Vadym Kholodenko è uno dei più importanti pianisti del nostro tempo. La vittoria del Concorso Van Cliburn nel 2013 gli ha aperto le porte di una carriera internazionale, che il pianista ha saputo condurre con notevole equilibrio. Lo incontriamo all’Auditorium Paganini di Parma lo scorso 19 febbraio, prima dell’esecuzione del Concerto per pianoforte, tromba e orchestra di Šostakovič con Aziz Shokhakimov, Matteo Beschi e la Filarmonica Toscanini, di cui è artista in residenza.
Com’è iniziato il tuo percorso nella musica?
«Bisogna tornare molto indietro nel tempo, a Kiev. Ho cominciato in seconda elementare: è uno dei vantaggi della scuola russa vecchio stampo. L’idea fu di mia madre, ma mi innamorai della musica istantaneamente. Fin da subito ho avuto docenti bravissimi, che mi hanno portato fino all’incontro con Vera Gornostaeva, che sedeva in giuria in un concorso e che divenne poi mia insegnante a Mosca cambiandomi la vita. Grazie a lei la mia consapevolezza artistica e personale crebbe a dismisura. Vera non ha mai trattato gli alunni come “prodotti in serie”, per ognuno di noi cercava qualcosa di ritagliato sulle nostre abilità, spendeva moltissimo tempo con noi. Fu un viaggio musicale magnifico».
Poi, la grande stagione dei concorsi e la costruzione di una carriera.

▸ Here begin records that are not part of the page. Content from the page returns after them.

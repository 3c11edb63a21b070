//! Loan contract estimation from bureau balance histories
//!
//! For each installment loan in a request, the estimator recovers the annual
//! interest rate, the original tenure and the monthly installment (EMI) that
//! best reproduce the reported balances under a fixed-rate amortization
//! schedule.
//!
//! # Example
//!
//! ```rust
//! use emi_estimator::estimate_batch;
//! use serde_json::json;
//!
//! let payload = json!({
//!     "customer-1": [{
//!         "ACCOUNT_NB": 1001,
//!         "ACCT_TYPE_CD": "1",
//!         "OPEN_DT": "2019/01/01",
//!         "BALANCE_DT": "2021/01/01",
//!         "ORIG_LOAN_AM": 10000,
//!         "BALANCE_AM_01": 9500,
//!         "DAYS_PAST_DUE_01": 0
//!     }]
//! });
//!
//! let response = estimate_batch(payload.as_object().unwrap());
//! let accounts = response.get("customer-1").unwrap();
//! assert_eq!(accounts.len(), 1);
//! assert!(accounts[0].tenure >= 23);
//! ```

pub mod account;
pub mod amortization;
pub mod batch;
pub mod config;
pub mod error;
pub mod estimation;

pub use account::{AccountParser, AccountType, Observation, ParsedAccount};
pub use batch::{estimate_batch, BatchEstimator, BatchResponse};
pub use config::EstimatorConfig;
pub use error::{AccountError, ConfigError};
pub use estimation::{Candidate, FitResult, GridSearchEstimator, SearchGrid};
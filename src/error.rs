//! Error types for account estimation and configuration

use thiserror::Error;

/// Reason an account was left out of the response
///
/// None of these reach the caller of `estimate_batch`; they are logged and the
/// account is skipped.
#[derive(Debug, Clone, PartialEq, Error)]
pub enum AccountError {
    #[error("account record is not a JSON object")]
    NotAnObject,

    #[error("missing required field {0}")]
    MissingField(&'static str),

    #[error("invalid field {field}: {reason}")]
    InvalidField { field: &'static str, reason: String },

    #[error("unsupported account type code {0:?}")]
    InvalidAccountType(String),

    #[error("no usable balance observations")]
    NoUsableObservations,

    #[error("no feasible (rate, tenure) candidate in the search grid")]
    NoFeasibleCandidate,
}

impl AccountError {
    pub(crate) fn invalid(field: &'static str, reason: impl Into<String>) -> Self {
        AccountError::InvalidField {
            field,
            reason: reason.into(),
        }
    }
}

/// Invalid search grid configuration
#[derive(Debug, Clone, PartialEq, Error)]
pub enum ConfigError {
    #[error("rate_step must be positive, got {0}")]
    NonPositiveRateStep(f64),

    #[error("rate_start must be positive, got {0}")]
    NonPositiveRateStart(f64),

    #[error("rate range [{start}, {end}) is empty")]
    EmptyRateRange { start: f64, end: f64 },

    #[error("tenure_start must be at least 1")]
    ZeroTenureStart,

    #[error("tenure range [{start}, {end}) is empty")]
    EmptyTenureRange { start: u32, end: u32 },

    #[error("tenure_end {0} exceeds the largest supported tenure {max}", max = crate::estimation::MAX_TENURE)]
    TenureTooLarge(u32),

    #[error("grid has {candidates} candidates, more than the limit of {max}")]
    GridTooLarge { candidates: f64, max: usize },
}
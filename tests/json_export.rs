use std::path::{Path, PathBuf};
use std::time::{SystemTime, UNIX_EPOCH};

use schools_etl::error::ExtractError;
use schools_etl::export::{export_batch, output_path, write_table};
use schools_etl::ingestion::{load_one, BatchOptions, SourceFile};
use schools_etl::types::{RowTable, Value};

fn tmp_dir(name: &str) -> PathBuf {
    let nanos = SystemTime::now()
        .duration_since(UNIX_EPOCH)
        .unwrap()
        .as_nanos();
    let dir = std::env::temp_dir().join(format!("schools-etl-{name}-{nanos}"));
    std::fs::create_dir_all(&dir).unwrap();
    dir
}

fn write_region_xlsx(path: &Path, with_gap: bool) {
    use rust_xlsxwriter::Workbook;

    let mut wb = Workbook::new();
    let ws = wb.add_worksheet();
    ws.write_string(0, 0, "Name").unwrap();
    ws.write_string(0, 1, "Learners").unwrap();
    ws.write_string(1, 0, "Parkview Primary").unwrap();
    ws.write_number(1, 1, 420).unwrap();
    ws.write_string(2, 0, "Rietfontein Secondary").unwrap();
    if !with_gap {
        ws.write_number(2, 1, 515).unwrap();
    }
    wb.save(path).unwrap();
}

#[test]
fn export_batch_writes_one_json_file_per_source() {
    let dir = tmp_dir("per-file");
    let out_dir = dir.join("out");
    let regions = ["Gauteng", "Free State"];
    let sources: Vec<SourceFile> = regions
        .iter()
        .map(|r| {
            let path = dir.join(format!("{r}.xlsx"));
            write_region_xlsx(&path, false);
            SourceFile::new(path)
        })
        .collect();

    let report = export_batch(&sources, &out_dir, &BatchOptions::default());
    assert_eq!(report.summary(), "2/2 files extracted successfully");
    assert_eq!(
        report.written,
        vec![out_dir.join("Gauteng.json"), out_dir.join("Free State.json")]
    );

    for (dest, region) in report.written.iter().zip(regions.iter()) {
        let text = std::fs::read_to_string(dest).unwrap();
        let parsed: serde_json::Value = serde_json::from_str(&text).unwrap();
        let rows = parsed.as_array().unwrap();
        assert_eq!(rows.len(), 2);
        assert_eq!(rows[0]["Source_Province"], serde_json::json!(region));
        assert_eq!(rows[0]["Learners"], serde_json::json!(420));
    }

    let _ = std::fs::remove_dir_all(&dir);
}

#[test]
fn exported_rows_omit_absent_cells() {
    let dir = tmp_dir("gap");
    let src = dir.join("Limpopo.xlsx");
    write_region_xlsx(&src, true);

    let opts = BatchOptions {
        tag: false,
        ..Default::default()
    };
    let report = export_batch(&[SourceFile::new(&src)], dir.join("out"), &opts);
    assert_eq!(report.succeeded, 1);

    let text = std::fs::read_to_string(&report.written[0]).unwrap();
    let parsed: serde_json::Value = serde_json::from_str(&text).unwrap();
    let rows = parsed.as_array().unwrap();
    assert!(rows[0].get("Learners").is_some());
    // Row 2's Learners cell was empty, so the key is gone, not null.
    assert!(rows[1].get("Learners").is_none());
    // 2-space indentation.
    assert!(text.starts_with("[\n  {"));

    let _ = std::fs::remove_dir_all(&dir);
}

#[test]
fn load_failure_does_not_stop_later_writes() {
    let dir = tmp_dir("mixed");
    let missing = dir.join("Eastern Cape.xlsx");
    let valid = dir.join("Western Cape.xlsx");
    write_region_xlsx(&valid, false);

    let sources = vec![SourceFile::new(&missing), SourceFile::new(&valid)];
    let report = export_batch(&sources, dir.join("out"), &BatchOptions::default());

    assert_eq!(report.summary(), "1/2 files extracted successfully");
    assert_eq!(report.written, vec![dir.join("out").join("Western Cape.json")]);
    assert!(matches!(report.failures[0], ExtractError::Load { .. }));

    let _ = std::fs::remove_dir_all(&dir);
}

#[test]
fn unwritable_output_dir_is_reported_as_write_failure() {
    let dir = tmp_dir("unwritable");
    let src = dir.join("Gauteng.xlsx");
    write_region_xlsx(&src, false);

    // A plain file where the output directory should go.
    let blocker = dir.join("blocker");
    std::fs::write(&blocker, b"").unwrap();
    let out_dir = blocker.join("out");

    let report = export_batch(&[SourceFile::new(&src)], &out_dir, &BatchOptions::default());
    assert_eq!(report.summary(), "0/1 files extracted successfully");
    assert!(matches!(report.failures[0], ExtractError::Write { .. }));

    let _ = std::fs::remove_dir_all(&dir);
}

#[test]
fn write_table_round_trips_through_load_one() {
    let dir = tmp_dir("round-trip");
    let src = dir.join("North West.xlsx");
    write_region_xlsx(&src, false);

    let table = load_one(&SourceFile::new(&src)).unwrap();
    let dest = output_path(dir.join("out"), &SourceFile::new(&src));
    write_table(&table, &dest).unwrap();
    assert_eq!(dest.file_name().unwrap(), "North West.json");

    let parsed: serde_json::Value =
        serde_json::from_str(&std::fs::read_to_string(&dest).unwrap()).unwrap();
    assert_eq!(parsed.as_array().unwrap().len(), table.row_count());

    let _ = std::fs::remove_dir_all(&dir);
}

#[test]
fn serialize_preserves_row_order_and_field_sets() {
    let table = RowTable::new(
        vec!["A".to_string(), "B".to_string()],
        vec![
            vec![Some(Value::Int64(1)), Some(Value::Utf8("x".to_string()))],
            vec![Some(Value::Int64(2)), None],
            vec![None, Some(Value::Bool(true))],
        ],
    );

    let bytes = schools_etl::export::serialize(&table).unwrap();
    let parsed: serde_json::Value = serde_json::from_slice(&bytes).unwrap();
    let rows = parsed.as_array().unwrap();

    assert_eq!(rows.len(), 3);
    assert_eq!(rows[0]["A"], serde_json::json!(1));
    assert_eq!(
        rows[1].as_object().unwrap().keys().collect::<Vec<_>>(),
        vec!["A"]
    );
    assert_eq!(
        rows[2].as_object().unwrap().keys().collect::<Vec<_>>(),
        vec!["B"]
    );
}
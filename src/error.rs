use std::path::PathBuf;

use thiserror::Error;

/// Convenience result type for extraction operations.
pub type ExtractResult<T> = Result<T, ExtractError>;

/// Error type returned by extraction functions.
///
/// Load and write failures always carry the path of the offending file, so a
/// batch report can name the source that was skipped.
#[derive(Debug, Error)]
pub enum ExtractError {
    /// A source spreadsheet could not be loaded.
    #[error("failed to load {}: {}", .path.display(), .source)]
    Load {
        /// Path of the source file that failed.
        path: PathBuf,
        /// Underlying cause.
        #[source]
        source: LoadErrorKind,
    },

    /// An output JSON file could not be written.
    #[error("failed to write {}: {}", .path.display(), .source)]
    Write {
        /// Destination path that failed.
        path: PathBuf,
        /// Underlying I/O cause.
        #[source]
        source: std::io::Error,
    },

    /// JSON encoding failed.
    #[error("json encoding error: {0}")]
    Encode(#[from] serde_json::Error),
}

impl ExtractError {
    /// Wrap a load failure with the source file path.
    pub fn load(path: impl Into<PathBuf>, source: impl Into<LoadErrorKind>) -> Self {
        Self::Load {
            path: path.into(),
            source: source.into(),
        }
    }

    /// Wrap a write failure with the destination path.
    pub fn write(path: impl Into<PathBuf>, source: std::io::Error) -> Self {
        Self::Write {
            path: path.into(),
            source,
        }
    }
}

/// Underlying cause of a [`ExtractError::Load`] failure.
#[derive(Debug, Error)]
pub enum LoadErrorKind {
    /// The file is missing, unreadable, or not a valid workbook. Plain I/O
    /// failures surface here too; calamine wraps them as workbook errors.
    #[error("workbook error: {0}")]
    Workbook(#[from] calamine::Error),

    /// The workbook contains no sheets at all.
    #[error("workbook has no sheets")]
    NoSheets,

    /// The first sheet has no non-empty rows, so no header row exists.
    #[error("sheet '{sheet}' has no non-empty rows (no header row found)")]
    NoHeaderRow {
        /// Name of the sheet that was scanned.
        sheet: String,
    },
}
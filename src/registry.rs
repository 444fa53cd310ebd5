//! The fixed school-registry source list.
//!
//! One spreadsheet per province plus one for Special Needs Education Centres.
//! The list is plain data handed to the batch loader at call time, not
//! process-wide state; callers with a different layout can build their own
//! [`SourceFile`] list directly.

use std::path::Path;

use crate::ingestion::SourceFile;

/// Registry file names, one per province plus the specialized category.
pub const PROVINCE_FILES: [&str; 10] = [
    "Eastern Cape.xlsx",
    "Free State.xlsx",
    "Gauteng.xlsx",
    "KwaZulu Natal.xlsx",
    "Limpopo.xlsx",
    "Mpumalanga.xlsx",
    "Northern Cape.xlsx",
    "North West.xlsx",
    "Western Cape.xlsx",
    "Special Needs Education Centres.xlsx",
];

/// Build the ordered source list for the standard registry layout, with every
/// file under `base_dir`.
pub fn registry_sources(base_dir: impl AsRef<Path>) -> Vec<SourceFile> {
    let base_dir = base_dir.as_ref();
    PROVINCE_FILES
        .iter()
        .map(|name| SourceFile::new(base_dir.join(name)))
        .collect()
}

«Sì, ho iniziato a dare concerti intorno ai 12-13 anni, anche con orchestra. Ricordo la mia primissima esibizione con il Finale del Primo Concerto di Beethoven. Non so bene cosa successe, ma ad un certo punto l’orchestra si fermò di colpo. In qualche modo sono sopravvissuto e sono arrivato vivo fino alla fine… ma che esperienza! Certo, per un bambino essere esposto in questo modo può essere un problema, eppure dal punto di vista dell’esperienza sul palco, beh, è impareggiabile. Come performer siamo destinati a vivere le nostre vite sul palco, a vivere comunicando con il pubblico. Stesso discorso per i concorsi, i cui vantaggi sono secondo me superiori rispetto agli svantaggi. L’intera industria musicale non risponde a criteri razionali e ogni opportunità di suonare in grandi sale, con orchestre importanti, conoscendo altri musicisti, è preziosa. Ovvio che sono impegnativi: a volte ci scherzo, ma il vero premio del Cliburn fu non dover fare più concorsi!».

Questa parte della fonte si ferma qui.